A caccia di conferme. La parola d’ordine è continuità. Se il Pescara vuole allontanarsi dalla zona calda e puntare a un posto nei play off non può permettersi passi falsi. Il successo convincente contro la Juve Stabia lascia ben sperare per il futuro. I biancazzurri hanno assorbito rapidamente i dettami tattici del nuovo modulo varato dall’allenatore (4-4-1-1) che verrà riproposto in Toscana. Impeccabile la gestione del match, squadra abile a non concedere la profondità ai velocissimi attaccanti campani e brava a pungere con azioni repentine e ben orchestrate. Inoltre, i calciatori hanno mostrato un’invidiabile brillantezza fisica crescendo alla distanza nel secondo tempo. Fase difensiva quasi perfetta e un’incisività in attacco che sembrava ormai persa. Il Pescara, infatti, non segnava più di due gol dallo scorso 2 novembre: l’ultima volta contro il Pisa all’Adriatico (3-0), in pratica un girone fa. Gli inserimenti di Memushaj e Zappa si sono rivelati un’arma preziosa, cosi come il bel feeling tra Pucciarelli e Galano che non avevano mai giocato insieme. A proposito, per l'assalto finale ai play off serviranno anche i gol del 28enne foggiano. Nelle settimane precedenti allo stop forzato, Galano aveva mostrato una flessione fisiologica dopo un periodo entusiasmante. Nella prima parte del campionato, insieme a Machìn, è stato un vero trascinatore andando a segno 9 volte in 15 partite. Negli ultimi 14 match, invece, l’ex barese ha rallentato il ritmo trovando la via del gol in 3 circostanze (contro Livorno e Pordenone e Crotone). Un calo preventivabile per l’unico calciatore della rosa che finora non ha saltato nemmeno una gara.
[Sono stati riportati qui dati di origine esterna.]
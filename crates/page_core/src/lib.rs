use std::sync::Arc;

use serde::Serialize;
use shared::domain::Collection;
use storage::{append_record, AppendReceipt, PersistenceClient};
use tracing::{error, info};

pub mod config;
pub mod scene;
pub mod view;
pub mod waitlist;
pub mod wishlist;

pub use config::{load_settings, Settings, Timings};
pub use scene::{SceneRenderer, Viewport};
pub use view::{PageView, PanelSession, ScrollAnchor, ScrollLock, TransitionError, ViewController};
pub use waitlist::{CaptureForm, WaitlistFlow};
pub use wishlist::{SurveyForm, WishlistFlow};

/// Idle while the form is interactive; Submitting from submit until the handoff settles.
#[derive(Debug, Clone, Copy, PartialEq, Eq, Default)]
pub enum FlowPhase {
    #[default]
    Idle,
    Submitting,
}

#[derive(Debug, Clone, Copy, PartialEq, Eq)]
pub enum IgnoreReason {
    AlreadySubmitting,
    PanelNotShown,
    NothingSelected,
}

#[derive(Debug, Clone, Copy, PartialEq, Eq)]
pub enum SubmitOutcome {
    /// Email failed the shape check; the field carries the error marker.
    Invalid,
    Ignored(IgnoreReason),
    /// `stored` reports persistence; the handoff does not depend on it.
    Submitted { stored: bool, revealed: bool },
}

/// Appends `record`, logging and swallowing any failure.
///
/// Signup completion never depends on storage durability, so the error stops here.
pub(crate) async fn persist<T>(
    store: &dyn PersistenceClient,
    collection: Collection,
    record: &T,
) -> bool
where
    T: Serialize + Sync,
{
    match append_record(store, collection, record).await {
        Ok(AppendReceipt::Stored(doc)) => {
            info!(collection = %doc.collection, id = %doc.id, backend = store.backend_name(), "store: document added");
            true
        }
        Ok(AppendReceipt::Skipped) => false,
        Err(err) => {
            error!(%collection, backend = store.backend_name(), "store: append failed: {err}");
            false
        }
    }
}

/// Runs `release` once `session` is over, so a submit parked on storage does not
/// hold the flow busy after the user has left its panel.
pub(crate) fn on_session_end<F>(view: &ViewController, session: PanelSession, release: F)
where
    F: FnOnce() + Send + 'static,
{
    let mut rx = view.subscribe();
    tokio::spawn(async move {
        let _ = rx.wait_for(|view| !session.is_current(view)).await;
        release();
    });
}

/// Everything the page-ready signal starts, minus the decorative scene which the
/// UI surface owns.
#[derive(Clone)]
pub struct LandingPage {
    pub view: ViewController,
    pub waitlist: WaitlistFlow,
    pub wishlist: WishlistFlow,
}

impl LandingPage {
    pub fn ready(timings: Timings, store: Arc<dyn PersistenceClient>) -> Self {
        let view = ViewController::new(timings.handoff);
        let waitlist = WaitlistFlow::new(view.clone(), Arc::clone(&store), timings);
        let wishlist = WishlistFlow::new(view.clone(), store);
        info!(
            handoff_ms = timings.handoff.as_millis() as u64,
            error_clear_ms = timings.error_clear.as_millis() as u64,
            "page: flows ready"
        );
        Self {
            view,
            waitlist,
            wishlist,
        }
    }
}

#[cfg(test)]
#[path = "tests/support.rs"]
pub(crate) mod test_support;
Notiziario. Ieri mattina la squadra ha ripreso gli allenamenti e nel pomeriggio si è sottoposta a un nuovo ciclo di tamponi. Lavoro differenziato per Clemenza, Melegoni, Palmiero e Drudi. Quasi sicuramente gli ultimi due non verranno rischiati nella sfida con il Pisa e in difesa ci sarà il ritorno di Scognamiglio dal 1’. Terapie per Forte, Marafini, Bocic e Di Grazia. Da ieri ha riaperto i battenti lo store ufficiale di via Carducci dopo il lungo periodo di stop a causa del virus. Orari: dalle 10 alle 13 e dalle 16 alle 20.